Putting a value on the great outdoors

Media release from from SEQ Catchments
20 November 2012

For many people a weekend away camping or bushwalking is just what’s needed to recharge the batteries for another working week.

But how does a market driven economy place a value on the sound of water flowing, bird song at dawn, the coolness of a rainforest and the scent of clean mountain air?

Often referred to as ‘ecosystem services’, these are the benefits that people receive from the natural environment such as clean air, clean water, healthy soils or just enjoying being in the great outdoors.

Renowned American ecological economist Robert Constanza was in Brisbane yesterday to launch a new framework which is set to revolutionise the way planners and policy makers think about the benefits the environment brings to our way of life, our communities and overall well-being.

Renowned American ecological economist Robert Constanza

Renowned American ecological economist Robert Constanza

In 1997 Constanza estimated the global value of ecosystem services to be US$33 trillion per year, a figure greater than the annual gross national products (GNP) of all the world’s economies combined. He stated that investing in the preservation of intact ecosystems yields returns of 100 to 1.

The first of its kind in Australia, the SEQ Ecosystem Services Framework will allow decision makers, industry and government bodies to determine how the South East Queensland environment contributes to the community’s way of life, and therefore better understand how our actions impact on the benefits the environment provides.

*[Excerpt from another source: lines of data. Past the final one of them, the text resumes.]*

//! Document store driver boundary.
//!
//! Repositories talk to the store only through [`DocumentStore`]; the
//! connection/pool behind it is owned and lifecycle-managed by the caller.

pub(crate) mod filter;
pub mod in_memory;
#[cfg(feature = "mongodb")]
pub mod mongo;
pub mod r#trait;

pub use in_memory::InMemoryDocumentStore;
#[cfg(feature = "mongodb")]
pub use mongo::MongoDocumentStore;
pub use r#trait::{DocumentStore, FindOptions, UpdateOutcome};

SEQ Catchments CEO, Simon Warner said the Framework, based on a United Nations model, will provide a much needed tool to assess the value of the environment in terms of the SEQ community’s overall well-being.

‘‘The natural environment is an integral part of our society and economy.  In South East Queensland it is a big reason why so many people come to live here, but as the population grows so too does our collective impact on the environment,” he said.

“The SEQ Ecosystem Services Framework will allow us to better manage our landscape to provide these ecosystem services to people.”

“Planners and policy makers can use the Framework to; for example, place a value in terms of well-being on a healthy, functioning creek system and what we might risk if we were to lose it.”

“We are very privileged that a global expert such as Dr Costanza has been able to join us in launching this Framework and share his insights on the value it will have for our region,’’ Mr Warner said.

Over 190 individuals from government and non-government organisations have participated in developing the Framework. The Framework is coordinated by SEQ Catchments with financial support from the Federal, Queensland and Local Governments. The Brisbane Regional Environment Council, the University Sunshine Coast and the Australian National University provided technical support.